• _The task_
Search the material and gather each line with "snapshot" in it.

⟨

impl Orchestrator {
    pub fn new(
        prefs: Arc<PrefsStore>,
        store: Arc<ConfigStore>,
        state: Arc<ProvisioningState>,
        files_dir: Dir,
        platform: PlatformHandles,
        options: OrchestratorOptions,
    ) -> Self {
        let gates = GateChain::new(prefs.clone(), platform.caps.clone(), options.extended_build);
        let fetcher = ConfigFetcher::new(
            platform.config_source.clone(),
            store.clone(),
            options.settle_delay,
        );
        let settings = SystemSettingsApplier::new(
            platform.system.clone(),
            platform.caps.clone(),
            platform.remote_log.clone(),
        );
        let runner = QueueRunner::new(
            state.clone(),
            store.clone(),
            platform.notifier.clone(),
            platform.remote_log.clone(),
            options.runner.clone(),
        );
        let files = FileExecutor::new(
            platform.downloader.clone(),
            platform.records.clone(),
            files_dir,
            platform.notifier.clone(),
            platform.remote_log.clone(),
        );
        let apps = AppExecutor::new(
            platform.packages.clone(),
            platform.downloader.clone(),
            platform.caps.clone(),
            platform.notifier.clone(),
            platform.remote_log.clone(),
        );

        Self {
            prefs,
            store,
            state,
            gates,
            fetcher,
            settings,
            runner,
            files,
            apps,
            platform,
            options,
            fsm: Mutex::new(ReconcileFsm::new()),
            blocked_on: Mutex::new(None),
            reconciling: AtomicBool::new(false),
            initialized: AtomicBool::new(false),
            autorun: Mutex::new(None),
        }
    }

    pub fn gates(&self) -> &GateChain {
        &self.gates
    }

    pub fn prefs(&self) -> &Arc<PrefsStore> {
        &self.prefs
    }

    pub fn store(&self) -> &Arc<ConfigStore> {
        &self.store
    }

    pub fn provisioning(&self) -> &Arc<ProvisioningState> {
        &self.state
    }

    pub fn is_reconciling(&self) -> bool {
        self.reconciling.load(Ordering::SeqCst)
    }

    /// A pass reached Ready since process start
    pub fn is_initialized(&self) -> bool {
        self.initialized.load(Ordering::SeqCst)
    }

    pub fn state(&self) -> ReconcileState {
        self.lock_fsm().state()
    }

    pub async fn status(&self) -> OrchestratorStatus {
        let config_fetched_at = self.store.current().await.map(|stored| stored.fetched_at);
        let (state, error, blocked_item) = {
            let fsm = self.lock_fsm();
            (
                fsm.state(),
                fsm.error().map(str::to_string),
                fsm.blocked_item().map(str::to_string),
            )
        };
        OrchestratorStatus {
            state,
            reconciling: self.is_reconciling(),
            initialized: self.is_initialized(),
            error,
            blocked_item,
            blocked_queue: *self.lock_blocked(),
            pending_files: self.state.files.snapshot().iter().map(|f| f.key().to_string()).collect(),
            pending_apps: self.state.apps.snapshot().iter().map(|a| a.key().to_string()).collect(),
            pending_run: self.state.pending_run(),
            config_fetched_at,
        }
    }

    /// Run one reconciliation pass.
    ///
    /// With `force` an unreachable server is fatal even when a cached
    /// configuration exists.
    pub async fn trigger(&self, force: bool) -> Result<PassOutcome, AgentError> {
        let Some(_guard) = self.begin_pass() else {
            debug!("Reconciliation already running, trigger ignored");
            return Ok(PassOutcome::AlreadyRunning);
        };

        let result = self.run_pass(force).await;
        self.settle(result)
    }

    /// Resume after the operator decided on a blocked item
    pub async fn resolve(&self, resolution: Resolution) -> Result<PassOutcome, AgentError> {
        let Some(_guard) = self.begin_pass() else {
            return Ok(PassOutcome::AlreadyRunning);
        };

        let kind = self.lock_blocked().take().ok_or_else(|| {
            AgentError::InvalidTransition("no provisioning item is waiting".to_string())
        })?;

        if resolution == Resolution::Skip {
            let skipped = match kind {
                QueueKind::Files => self.runner.skip_head(&self.state.files).await?.map(|f| f.path),
                QueueKind::Apps => self.runner.skip_head(&self.state.apps).await?.map(|a| a.pkg),
            };
            if let Some(item) = skipped {
                info!("Operator skipped {}", item);
            }
        } else {
            info!("Operator retries blocked {:?} item", kind);
        }

        self.transition(ReconcileEvent::Resume(kind))?;
        let result = self.provision_from(kind).await;
        self.settle(result)
    }

    /// Forget the device identity after a fatal error
    pub async fn reset_identity(&self) -> Result<(), AgentError> {
        warn!("Device identity reset by operator");
        self.prefs.reset_identity().await
    }

    /// Wait for the post-ready launches of the last pass
    pub async fn wait_autorun(&self) {
        let handle = self
            .autorun
            .lock()
            .unwrap_or_else(|e| e.into_inner())
            .take();
        if let Some(handle) = handle {
            if let Err(e) = handle.await {
                warn!("Autorun task failed: {}", e);
            }
        }
    }

    fn begin_pass(&self) -> Option<PassGuard<'_>> {
        self.reconciling
            .compare_exchange(false, true, Ordering::SeqCst, Ordering::SeqCst)
            .ok()
            .map(|_| PassGuard {
                flag: &self.reconciling,
            })
    }

    /// Unexpected errors end the pass in Failed
    fn settle(&self, result: Result<PassOutcome, AgentError>) -> Result<PassOutcome, AgentError> {
        if let Err(e) = &result {
            error!("Reconciliation failed: {}", e);
            if self.lock_fsm().state().is_active() {
                let _ = self.transition(ReconcileEvent::Abort(e.to_string()));
            }
            self.platform.notifier.on_fatal(e);
            self.platform
                .remote_log
                .log(RemoteLogLevel::Error, format!("Reconciliation failed: {}", e));
        }
        result
    }

    async fn run_pass(&self, force: bool) -> Result<PassOutcome, AgentError> {
        if !self.is_initialized() {
            self.platform
                .notifier
                .on_provisioning_progress("Loading configuration", None);
        }
        self.lock_blocked().take();
        self.transition(ReconcileEvent::Start)?;

        if let GateOutcome::GateFailed { gate, .. } = self.gates.evaluate_next().await? {
            self.transition(ReconcileEvent::GateFailed)?;
            self.platform.notifier.on_gate_blocked(gate);
            return Ok(PassOutcome::GateBlocked(gate));
        }
        self.transition(ReconcileEvent::GatesPassed)?;

        let identity = self.prefs.identity().await;
        if let Err(e) = assert_activated(&identity) {
            self.transition(ReconcileEvent::FetchFailed(e.to_string()))?;
            self.platform.notifier.on_fatal(&e);
            return Ok(PassOutcome::NotConfigured(e.to_string()));
        }

        let fetched = self.fetcher.fetch(&identity).await?;
        match &fetched {
            FetchResult::Success(_) => {
                self.transition(ReconcileEvent::Fetched)?;
            }
            FetchResult::Rejected(msg) => {
                self.fail_fetch(&fetched)?;
                return Ok(PassOutcome::Rejected(msg.clone()));
            }
            FetchResult::NetworkUnreachable(msg) => {
                self.platform.remote_log.log(
                    RemoteLogLevel::Warn,
                    format!("Configuration server unreachable: {}", msg),
                );
                return match self.store.current().await {
                    Some(stored) if !force => self.fall_back(&stored),
                    _ => {
                        self.fail_fetch(&fetched)?;
                        Ok(PassOutcome::Unreachable(msg.clone()))
                    }
                };
            }
        }

        let config = self.current_config().await?;
        let applied = self.settings.apply(&config).await;
        if !applied.changed.is_empty() {
            debug!("Settings changed: {:?}", applied.changed);
        }
        self.transition(ReconcileEvent::SettingsApplied)?;

        self.plan_files(&config).await?;
        self.provision_from(QueueKind::Files).await
    }

    fn fail_fetch(&self, fetched: &FetchResult) -> Result<(), AgentError> {
        let Some(e) = fetched.error() else {
            return Ok(());
        };
        self.transition(ReconcileEvent::FetchFailed(e.to_string()))?;
        self.platform.notifier.on_fatal(&e);
        self.platform
            .remote_log
            .log(RemoteLogLevel::Error, e.to_string());
        Ok(())
    }

    /// Unreachable server with a cached configuration: go straight to Ready
    fn fall_back(&self, stored: &StoredConfig) -> Result<PassOutcome, AgentError> {
        let age = stored.age();
        info!("Using cached configuration ({}s old)", age.as_secs());

        if let Some(max_age) = self.options.max_config_age {
            if age > max_age {
                self.platform.remote_log.log(
                    RemoteLogLevel::Warn,
                    format!("Using stale configuration, {}s old", age.as_secs()),
                );
                self.platform.notifier.on_config_stale(age);
            }
        }

        self.transition(ReconcileEvent::UseCached)?;
        self.finish(&stored.config);
        Ok(PassOutcome::Ready)
    }

    /// Drain from the given queue onwards: files first, then applications
    async fn provision_from(&self, kind: QueueKind) -> Result<PassOutcome, AgentError> {
        let policy = self.escalation_policy().await;

        if kind == QueueKind::Files {
            let outcome = self.runner.drain(&self.state.files, &self.files, policy).await?;
            if let Some(blocked) = self.blocked(QueueKind::Files, outcome)? {
                return Ok(blocked);
            }
            self.transition(ReconcileEvent::FilesDrained)?;

            let config = self.current_config().await?;
            self.plan_applications(&config).await?;
        }

        let outcome = self.runner.drain(&self.state.apps, &self.apps, policy).await?;
        if let Some(blocked) = self.blocked(QueueKind::Apps, outcome)? {
            return Ok(blocked);
        }
        self.transition(ReconcileEvent::AppsDrained)?;

        let config = self.current_config().await?;
        self.platform
            .remote_log
            .log(RemoteLogLevel::Info, "Configuration updated".to_string());
        self.finish(&config);
        Ok(PassOutcome::Ready)
    }

    /// Map a drain outcome to a pass outcome when the pass cannot continue
    fn blocked<T: QueueItem>(
        &self,
        kind: QueueKind,
        outcome: DrainOutcome<T>,
    ) -> Result<Option<PassOutcome>, AgentError> {
        match outcome {
            DrainOutcome::Drained { skipped } => {
                for item in &skipped {
                    warn!("Skipped {} after failure", item.key());
                }
                Ok(None)
            }
            DrainOutcome::Blocked { item, .. } => {
                self.transition(ReconcileEvent::ItemBlocked(item.key().to_string()))?;
                *self.lock_blocked() = Some(kind);
                Ok(Some(PassOutcome::AwaitingOperator(item.key().to_string())))
            }
            DrainOutcome::Busy => Err(AgentError::Internal(format!(
                "{:?} queue is drained by someone else",
                kind
            ))),
        }
    }

    async fn plan_files(&self, config: &DeviceConfig) -> Result<(), AgentError> {
        let recorded = self.platform.records.all().await?;
        let plan = plan_files(&config.files, &recorded, self.options.prune_orphans);
        info!("{} file operations planned", plan.len());
        self.state.files.replace(plan);
        Ok(())
    }

    async fn plan_applications(&self, config: &DeviceConfig) -> Result<(), AgentError> {
        let installed = self.installed_packages(config).await?;
        let plan = plan_applications(&config.applications, &installed, self.options.reinstall_policy);
        info!("{} application operations planned", plan.len());
        self.state.apps.replace(plan);
        Ok(())
    }

    async fn installed_packages(&self, config: &DeviceConfig) -> Result<InstalledPackages, AgentError> {
        if config.applications.is_empty() {
            return Ok(InstalledPackages::new());
        }

        let packages = self.platform.packages.installed_packages().await?;
        let mut installed = InstalledPackages::new();
        for package in packages {
            let version = if self.options.reinstall_policy == ReinstallPolicy::VersionMismatch {
                self.platform.packages.package_version(&package).await?
            } else {
                None
            };
            installed.insert(package, version);
        }
        Ok(installed)
    }

    async fn escalation_policy(&self) -> EscalationPolicy {
        match self.options.escalation {
            EscalationMode::Attended => EscalationPolicy::Attended,
            EscalationMode::Unattended => EscalationPolicy::Unattended,
            EscalationMode::Auto => match self.store.current().await {
                Some(stored) if stored.config.is_kiosk() => EscalationPolicy::Unattended,
                _ => EscalationPolicy::Attended,
            },
        }
    }

    async fn current_config(&self) -> Result<DeviceConfig, AgentError> {
        self.store
            .current()
            .await
            .map(|stored| stored.config.clone())
            .ok_or_else(|| AgentError::Internal("no configuration stored".to_string()))
    }

    /// Ready: notify and launch run-after-install apps with a staggered pause
    fn finish(&self, config: &DeviceConfig) {
        self.initialized.store(true, Ordering::SeqCst);
        self.platform.notifier.on_ready(config);

        let pending = self.state.take_pending_run();
        if pending.is_empty() {
            return;
        }

        let packages = self.platform.packages.clone();
        let pause = self.options.autorun_pause;
        let handle = tokio::spawn(async move {
            for (index, package) in pending.iter().enumerate() {
                tokio::time::sleep(pause * (index as u32 + 1)).await;
                info!("Launching {}", package);
                if let Err(e) = packages.launch(package).await {
                    warn!("Failed to launch {}: {}", package, e);
                }
            }
        });
        *self.autorun.lock().unwrap_or_else(|e| e.into_inner()) = Some(handle);
    }

    fn transition(&self, event: ReconcileEvent) -> Result<ReconcileState, AgentError> {
        let state = self
            .lock_fsm()
            .process(event)
            .map_err(AgentError::InvalidTransition)?;
        debug!("Reconcile state: {:?}", state);
        Ok(state)
    }

    fn lock_fsm(&self) -> MutexGuard<'_, ReconcileFsm> {
        self.fsm.lock().unwrap_or_else(|e| e.into_inner())
    }

    fn lock_blocked(&self) -> MutexGuard<'_, Option<QueueKind>> {
        self.blocked_on.lock().unwrap_or_else(|e| e.into_inner())
    }
}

⟩

• _Output of the exercise_
            pending_files: self.state.files.snapshot().iter().map(|f| f.key().to_string()).collect(),
            pending_apps: self.state.apps.snapshot().iter().map(|a| a.key().to_string()).collect(),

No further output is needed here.